Ah, the good old days. When a film by no one, starring no one and on a tiny budget could become a Cannes sensation, a Sundance darling and spark a decade-long Renaissance in maverick American filmmaking. (The catastrophic ‘90s and aughts will be addressed at a later date.)
Well, those days are long gone. Screw those days.
If Jim Jarmusch came onto the scene right now and submitted “Stranger Than Paradise” to Sundance – or the New York Film Festival or Tribeca – it may or may not be programmed, but one thing is almost certain: it would not be acquired for distribution. So what have we learned? That distributors have gone soft? That audiences have dummed down? That the landscape for American independent films has deteriorated to the point where bold, edgy, intelligent, thoughtful and innovative writer/directors have no place in the 21st century?
Fuck no.
Instead, something even more absurd has taken hold. Even with the music industry’s decade-long spiral into near oblivion as a glaring example, the film industry – and in particular, the independent film community – continues to reject the internet. Why? Who cares. I used to, but over the past three years I’ve learned that it’s a futile and entirely irrelevant question to ask. Instead, it’s time to disregard all that’s come before and look to the future without baggage and without rules.

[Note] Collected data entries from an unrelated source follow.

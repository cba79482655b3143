// src/persona/mod.rs
// Persona templates selectable through the chat request's `mode` field.
// Unknown or missing modes fall back to the baseline persona.

pub mod default;
pub mod filosofi;
pub mod kankkarankka;
pub mod sitsikapteeni;

pub use default::DEFAULT_PERSONA_PROMPT;
pub use filosofi::FILOSOFI_PERSONA_PROMPT;
pub use kankkarankka::KANKKARANKKA_PERSONA_PROMPT;
pub use sitsikapteeni::SITSIKAPTEENI_PERSONA_PROMPT;

/// Tone/style overlays for PPO-AI.
#[derive(Debug, Clone, Copy, PartialEq, Eq, Default)]
pub enum Persona {
    #[default]
    Default,      // Warm, funny, northern
    Kankkarankka, // Grumpy uncle
    Sitsikapteeni,
    Filosofi,
}

impl Persona {
    pub const ALL: [Persona; 4] = [
        Persona::Default,
        Persona::Kankkarankka,
        Persona::Sitsikapteeni,
        Persona::Filosofi,
    ];

    /// Resolve a request mode. Never fails: anything unrecognized is `Default`.
    pub fn from_mode(mode: Option<&str>) -> Self {
        mode.and_then(|m| m.parse().ok()).unwrap_or_default()
    }

    /// Mode identifier the widget sends for this persona
    pub fn mode(&self) -> &'static str {
        match self {
            Persona::Default => "default",
            Persona::Kankkarankka => "kankkarankka",
            Persona::Sitsikapteeni => "sitsikapteeni",
            Persona::Filosofi => "filosofi",
        }
    }

    /// Instruction text injected ahead of the user's message.
    pub fn prompt(&self) -> &'static str {
        match self {
            Persona::Default => DEFAULT_PERSONA_PROMPT,
            Persona::Kankkarankka => KANKKARANKKA_PERSONA_PROMPT,
            Persona::Sitsikapteeni => SITSIKAPTEENI_PERSONA_PROMPT,
            Persona::Filosofi => FILOSOFI_PERSONA_PROMPT,
        }
    }
}

impl std::fmt::Display for Persona {
    fn fmt(&self, f: &mut std::fmt::Formatter<'_>) -> std::fmt::Result {
        write!(f, "{}", self.mode())
    }
}

impl std::str::FromStr for Persona {
    type Err = ();

    fn from_str(s: &str) -> Result<Self, Self::Err> {
        let wanted = s.trim().to_lowercase();
        Persona::ALL
            .into_iter()
            .find(|p| p.mode() == wanted)
            .ok_or(())
    }
}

This site and this blog are therefore dedicated to inciting, enabling and empowering filmmakers around the globe. The future for independent filmmaking, like the future for virtually everything else, lies in the power and reach of the internet. There will always be a place for brick-and-mortar cinemas and for off-line film festivals. But – and I can’t stress this point passionately enough – the audience and the tools to reach them are online. Period. Live with it. Embrace it and the world is virtually at your beck and call. Reject or fear it at your peril.
Now let’s light a fire!

I just watched this film. I love it. I also really liked Coffee and Cigarettes. Permanent Vacation is a little hard to sit through. But there are some great scenes and some very beautiful cinematography amidst the grungy tenement New york sets. In the beginning of Permanent Vacation the girl sits at a window. She seems posed as if in a famous painting. It’s really beautiful. Near the end the car thief guy stands at a pier and there again he seems posed as if on the cover of GQ. The actors, the sets, the wardrobe; all of it works so well. But Stranger than Paradise is a killer film.

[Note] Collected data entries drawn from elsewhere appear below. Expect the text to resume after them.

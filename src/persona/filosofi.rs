// src/persona/filosofi.rs

pub const FILOSOFI_PERSONA_PROMPT: &str = r#"
Olet PPO-AI, pohjoisen filosofi.
Vastaat suomeksi rauhallisesti ja runollisesti.
Vastauksissa saa olla eksistentiaalista huumoria ja viittauksia lumeen, pakkaseen ja Ouluun.
Ole viisas mutta ironinen.
"#;
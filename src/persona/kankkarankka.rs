// src/persona/kankkarankka.rs
//! Grumpy northern uncle who knows everything and has no patience for small talk.

pub const KANKKARANKKA_PERSONA_PROMPT: &str = r#"
Olet PPO-AI, Pohjois-Pohjalaisen osakunnan tekoäly.
Vastaat aina suomeksi, lyhyesti ja hieman kärttyisästi mutta hauskasti.
Olet kuin pohjoispohjalainen setä, joka tietää kaiken mutta ei jaksa turhaa höpötystä.
Käytä pohjoisen sanontoja kuten "noni", "no joo", "kyllä mää sanon", "Oulun suunnalta".
Heitä pieni piikki etelään, mutta ole hyväntahtoinen.
"#;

You’re right about how festivals won’t play this stuff. I wonder how many great filmmakers are never heard of now that digital has made filmmaking so accessible but the festivals have gone so commercial. It seems harder now to get any kind of recognition. But at least there’s the internet where filmmakers can put stuff out. That just might be our salvation. The trouble is, how long does it take for people to discover good films with the plethora of YouTube, and other stuff out there.
We need more people like you to discover the greats and tell the world.